Immigration Reform: Obama To Announce 10-Point Plan, Congress Not Needed

An anonymous source close to the White House told Fox News that President Obama will unveil a 10-point immigration plan on November 21st. The president will be bypassing Congress and implement his plan through executive orders. The new policy will contain 10 points, the most controversial of which might be a “deferred action” for certain undocumented immigrants. Nevertheless, President Obama is completely denying the leak and any immigration plan.

According to Fox News estimates, the Obama plan would allow 4.5 million undocumented immigrants a deferred status, preventing their deportation. The status would apply to people who came to the U.S. as children and to the parents of U.S.-born children. The provision might be directed at the surge of child immigrants that have recently come to the U.S. from violent Central American countries.

The 10-point plan will also aim to strengthen border protection by offering better pay to immigration officers and improving security.

Fox News didn’t elaborate on the full 10 points, leaving the ball in the Obama’s court to completely explain the policy, if it exists at all.

White House spokesman Shawn Turner has already responded to the report.

“The president has still not made a decision regarding exactly when he’ll make an announcement about executive action to fix our broken immigration system, but he remains committed to taking action before the end of the year.”

According to Fox News, Obama received a briefing from Homeland Security officials just before leaving for the APEC summit, but the White House denies that as well.

Still, unveiling a potentially controversial plan now, after the mid-term elections, might be politically advantageous.
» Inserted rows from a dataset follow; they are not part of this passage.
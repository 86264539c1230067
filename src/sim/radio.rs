use crate::device::{DeviceIdentity, HardwareAddress};
use crate::transport::{
    Advertisement, BulkDriver, Opcode, RadioDriver, RemoteFile, ScanRequest, SessionHandle,
    TransportError, TransportResult,
};
use async_trait::async_trait;
use bytes::Bytes;
use parking_lot::RwLock;
use std::collections::HashMap;
use std::sync::atomic::{AtomicBool, AtomicU32, AtomicU64, Ordering};
use std::sync::Arc;
use std::time::Duration;

#[derive(Debug, Clone)]
struct SimDevice {
    name: String,
    rssi: i16,
    /// Advertise with the byte order reversed, like some firmware batches
    reversed: bool,
    campaigns: HashMap<u64, Vec<(RemoteFile, Bytes)>>,
}

/// Simulated radio with scripted devices and injectable failures.
pub struct SimRadio {
    devices: RwLock<HashMap<HardwareAddress, SimDevice>>,
    sessions: RwLock<HashMap<SessionHandle, HardwareAddress>>,
    next_handle: AtomicU64,
    scan_duration: RwLock<Duration>,
    request_latency: RwLock<Duration>,

    fail_connects: AtomicU32,
    fail_reads: AtomicU32,
    fail_all_reads: AtomicBool,
    fail_lists: AtomicU32,
    drop_link_on_read: AtomicBool,
    fail_disconnects: AtomicBool,

    radio_busy: AtomicBool,
    overlaps: AtomicU32,

    scan_calls: AtomicU32,
    stop_scan_calls: AtomicU32,
    connect_calls: AtomicU32,
    disconnect_calls: AtomicU32,
    list_calls: AtomicU32,
    read_calls: AtomicU32,
    delete_calls: AtomicU32,
}

impl Default for SimRadio {
    fn default() -> Self {
        Self::new()
    }
}

impl SimRadio {
    pub fn new() -> Self {
        Self {
            devices: RwLock::new(HashMap::new()),
            sessions: RwLock::new(HashMap::new()),
            next_handle: AtomicU64::new(1),
            scan_duration: RwLock::new(Duration::from_millis(100)),
            request_latency: RwLock::new(Duration::ZERO),
            fail_connects: AtomicU32::new(0),
            fail_reads: AtomicU32::new(0),
            fail_all_reads: AtomicBool::new(false),
            fail_lists: AtomicU32::new(0),
            drop_link_on_read: AtomicBool::new(false),
            fail_disconnects: AtomicBool::new(false),
            radio_busy: AtomicBool::new(false),
            overlaps: AtomicU32::new(0),
            scan_calls: AtomicU32::new(0),
            stop_scan_calls: AtomicU32::new(0),
            connect_calls: AtomicU32::new(0),
            disconnect_calls: AtomicU32::new(0),
            list_calls: AtomicU32::new(0),
            read_calls: AtomicU32::new(0),
            delete_calls: AtomicU32::new(0),
        }
    }

    pub fn add_device(&self, address: HardwareAddress, name: &str, rssi: i16) {
        self.devices.write().insert(
            address,
            SimDevice {
                name: name.to_string(),
                rssi,
                reversed: false,
                campaigns: HashMap::new(),
            },
        );
    }

    pub fn advertise_reversed(&self, address: HardwareAddress) {
        if let Some(device) = self.devices.write().get_mut(&address) {
            device.reversed = true;
        }
    }

    pub fn remove_device(&self, address: HardwareAddress) {
        self.devices.write().remove(&address);
    }

    pub fn add_file(&self, address: HardwareAddress, campaign_id: u64, name: &str, data: Vec<u8>) {
        if let Some(device) = self.devices.write().get_mut(&address) {
            let file = RemoteFile::new(name, data.len() as u64);
            device
                .campaigns
                .entry(campaign_id)
                .or_default()
                .push((file, Bytes::from(data)));
        }
    }

    pub fn remote_files(&self, address: HardwareAddress, campaign_id: u64) -> Vec<String> {
        self.devices
            .read()
            .get(&address)
            .and_then(|d| d.campaigns.get(&campaign_id))
            .map(|files| files.iter().map(|(f, _)| f.name.clone()).collect())
            .unwrap_or_default()
    }

    pub fn file_data(&self, address: HardwareAddress, campaign_id: u64, name: &str) -> Option<Bytes> {
        self.devices
            .read()
            .get(&address)
            .and_then(|d| d.campaigns.get(&campaign_id))
            .and_then(|files| files.iter().find(|(f, _)| f.name == name))
            .map(|(_, data)| data.clone())
    }

    pub fn set_scan_duration(&self, duration: Duration) {
        *self.scan_duration.write() = duration;
    }

    pub fn set_request_latency(&self, latency: Duration) {
        *self.request_latency.write() = latency;
    }

    pub fn fail_next_connects(&self, count: u32) {
        self.fail_connects.store(count, Ordering::SeqCst);
    }

    pub fn fail_next_reads(&self, count: u32) {
        self.fail_reads.store(count, Ordering::SeqCst);
    }

    pub fn fail_all_reads(&self, fail: bool) {
        self.fail_all_reads.store(fail, Ordering::SeqCst);
    }

    pub fn fail_next_lists(&self, count: u32) {
        self.fail_lists.store(count, Ordering::SeqCst);
    }

    /// The next read drops the link instead of answering
    pub fn drop_link_on_read(&self, drop: bool) {
        self.drop_link_on_read.store(drop, Ordering::SeqCst);
    }

    /// Disconnects still end the session but report an error
    pub fn fail_disconnects(&self, fail: bool) {
        self.fail_disconnects.store(fail, Ordering::SeqCst);
    }

    /// Simulate the device walking out of range: every session to it ends
    pub fn sever(&self, address: HardwareAddress) {
        self.sessions.write().retain(|_, a| *a != address);
    }

    pub fn is_connected(&self, address: HardwareAddress) -> bool {
        self.sessions.read().values().any(|a| *a == address)
    }

    /// Times a scan and a connect were in flight on the radio together
    pub fn overlaps(&self) -> u32 {
        self.overlaps.load(Ordering::SeqCst)
    }

    pub fn scan_calls(&self) -> u32 {
        self.scan_calls.load(Ordering::SeqCst)
    }

    pub fn stop_scan_calls(&self) -> u32 {
        self.stop_scan_calls.load(Ordering::SeqCst)
    }

    pub fn connect_calls(&self) -> u32 {
        self.connect_calls.load(Ordering::SeqCst)
    }

    pub fn disconnect_calls(&self) -> u32 {
        self.disconnect_calls.load(Ordering::SeqCst)
    }

    pub fn list_calls(&self) -> u32 {
        self.list_calls.load(Ordering::SeqCst)
    }

    pub fn read_calls(&self) -> u32 {
        self.read_calls.load(Ordering::SeqCst)
    }

    pub fn delete_calls(&self) -> u32 {
        self.delete_calls.load(Ordering::SeqCst)
    }

    fn take_failure(counter: &AtomicU32) -> bool {
        counter
            .fetch_update(Ordering::SeqCst, Ordering::SeqCst, |n| n.checked_sub(1))
            .is_ok()
    }

    fn session_address(&self, handle: SessionHandle) -> TransportResult<HardwareAddress> {
        self.sessions
            .read()
            .get(&handle)
            .copied()
            .ok_or(TransportError::Disconnected)
    }

    fn listing(&self, address: HardwareAddress, campaign_id: u64) -> TransportResult<Bytes> {
        let devices = self.devices.read();
        let device = devices.get(&address).ok_or(TransportError::Disconnected)?;
        let files: Vec<serde_json::Value> = device
            .campaigns
            .get(&campaign_id)
            .map(|files| {
                files
                    .iter()
                    .map(|(f, _)| serde_json::json!({"name": f.name, "size": f.size}))
                    .collect()
            })
            .unwrap_or_default();
        let body = serde_json::to_vec(&serde_json::json!({ "files": files }))?;
        Ok(Bytes::from(body))
    }
}

struct BusyFlag<'a>(&'a AtomicBool);

impl Drop for BusyFlag<'_> {
    fn drop(&mut self) {
        self.0.store(false, Ordering::SeqCst);
    }
}

impl SimRadio {
    fn claim_radio(&self) -> BusyFlag<'_> {
        if self.radio_busy.swap(true, Ordering::SeqCst) {
            self.overlaps.fetch_add(1, Ordering::SeqCst);
        }
        BusyFlag(&self.radio_busy)
    }
}

#[async_trait]
impl RadioDriver for SimRadio {
    async fn scan(&self, request: ScanRequest) -> TransportResult<Vec<Advertisement>> {
        self.scan_calls.fetch_add(1, Ordering::SeqCst);
        let _busy = self.claim_radio();

        let wait = (*self.scan_duration.read()).min(request.timeout);
        tokio::time::sleep(wait).await;

        let devices = self.devices.read();
        Ok(devices
            .iter()
            .filter(|(address, _)| {
                request.known_addresses.is_empty()
                    || request.known_addresses.iter().any(|k| k.matches(address))
            })
            .map(|(address, device)| Advertisement {
                address: Some(if device.reversed {
                    address.reversed()
                } else {
                    *address
                }),
                name: Some(device.name.clone()),
                rssi: device.rssi,
            })
            .collect())
    }

    async fn stop_scan(&self) -> TransportResult<()> {
        self.stop_scan_calls.fetch_add(1, Ordering::SeqCst);
        Ok(())
    }

    async fn connect(&self, address: HardwareAddress) -> TransportResult<SessionHandle> {
        self.connect_calls.fetch_add(1, Ordering::SeqCst);
        let _busy = self.claim_radio();

        let latency = *self.request_latency.read();
        if !latency.is_zero() {
            tokio::time::sleep(latency).await;
        }

        if Self::take_failure(&self.fail_connects) {
            return Err(TransportError::Rejected("handshake failed".into()));
        }

        let known = self.devices.read().keys().copied().find(|a| a.matches(&address));
        let Some(device_address) = known else {
            return Err(TransportError::Unavailable(format!("{address} out of range")));
        };

        let handle = SessionHandle(self.next_handle.fetch_add(1, Ordering::SeqCst));
        self.sessions.write().insert(handle, device_address);
        Ok(handle)
    }

    async fn disconnect(&self, handle: SessionHandle) -> TransportResult<()> {
        self.disconnect_calls.fetch_add(1, Ordering::SeqCst);
        self.sessions.write().remove(&handle);
        if self.fail_disconnects.load(Ordering::SeqCst) {
            return Err(TransportError::Rejected("disconnect not acknowledged".into()));
        }
        Ok(())
    }

    async fn request(
        &self,
        handle: SessionHandle,
        campaign_id: u64,
        opcode: Opcode,
    ) -> TransportResult<Bytes> {
        let latency = *self.request_latency.read();
        if !latency.is_zero() {
            tokio::time::sleep(latency).await;
        }
        let address = self.session_address(handle)?;

        match opcode {
            Opcode::ListFiles => {
                self.list_calls.fetch_add(1, Ordering::SeqCst);
                if Self::take_failure(&self.fail_lists) {
                    return Err(TransportError::Rejected("listing unavailable".into()));
                }
                self.listing(address, campaign_id)
            }
            Opcode::ReadFile { name } => {
                self.read_calls.fetch_add(1, Ordering::SeqCst);
                if self.drop_link_on_read.swap(false, Ordering::SeqCst) {
                    self.sever(address);
                    return Err(TransportError::Disconnected);
                }
                if self.fail_all_reads.load(Ordering::SeqCst) || Self::take_failure(&self.fail_reads)
                {
                    return Err(TransportError::Rejected(format!("read of {name} failed")));
                }
                self.file_data(address, campaign_id, &name)
                    .ok_or(TransportError::FileNotFound(name))
            }
            Opcode::DeleteFiles { names } => {
                self.delete_calls.fetch_add(1, Ordering::SeqCst);
                if let Some(device) = self.devices.write().get_mut(&address) {
                    if let Some(files) = device.campaigns.get_mut(&campaign_id) {
                        files.retain(|(f, _)| !names.contains(&f.name));
                    }
                }
                Ok(Bytes::new())
            }
        }
    }
}

/// Simulated local-network channel reading from the same devices.
pub struct SimBulk {
    radio: Arc<SimRadio>,
    reachable: AtomicBool,
    fail_downloads: AtomicBool,
    downloads: AtomicU32,
}

impl SimBulk {
    pub fn new(radio: Arc<SimRadio>) -> Self {
        Self {
            radio,
            reachable: AtomicBool::new(true),
            fail_downloads: AtomicBool::new(false),
            downloads: AtomicU32::new(0),
        }
    }

    pub fn set_reachable(&self, reachable: bool) {
        self.reachable.store(reachable, Ordering::SeqCst);
    }

    pub fn fail_downloads(&self, fail: bool) {
        self.fail_downloads.store(fail, Ordering::SeqCst);
    }

    pub fn downloads(&self) -> u32 {
        self.downloads.load(Ordering::SeqCst)
    }
}

#[async_trait]
impl BulkDriver for SimBulk {
    async fn is_reachable(&self, _device: &DeviceIdentity) -> bool {
        self.reachable.load(Ordering::SeqCst)
    }

    async fn download(
        &self,
        device: &DeviceIdentity,
        campaign_id: u64,
        file: &RemoteFile,
    ) -> TransportResult<Bytes> {
        self.downloads.fetch_add(1, Ordering::SeqCst);
        if self.fail_downloads.load(Ordering::SeqCst) {
            return Err(TransportError::Unavailable("bulk link dropped".into()));
        }
        let address = device
            .address
            .ok_or_else(|| TransportError::Unavailable("no address".into()))?;
        self.radio
            .file_data(address, campaign_id, &file.name)
            .ok_or_else(|| TransportError::FileNotFound(file.name.clone()))
    }
}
Obama’s actions can no longer hurt Democrats running for re-election. As previously reported by the Inquisitr, there was also wide-spread speculation that the decision to send 1,500 more advisers to Iraq was delayed for political reasons.

Nevertheless, President Obama is still sure to receive a rebuke from the newly empowered Republican party members. As Reuters reported, Senate Republican John Barrasso said in an interview that a immigration plan implemented with unilateral executive orders would be a “toxic decision.”

Whether or not he already made a decision, the president still intends to use executive orders for immigration policy at some point. As Haaretz reports, President Obama told Congressional leaders he would ease some immigration restrictions through executive orders, since they have still failed to pass a comprehensive reform bill.

Since Congress doesn’t appear ready to cooperate on immigration, it’s just a question of when Obama will unveil his own plan.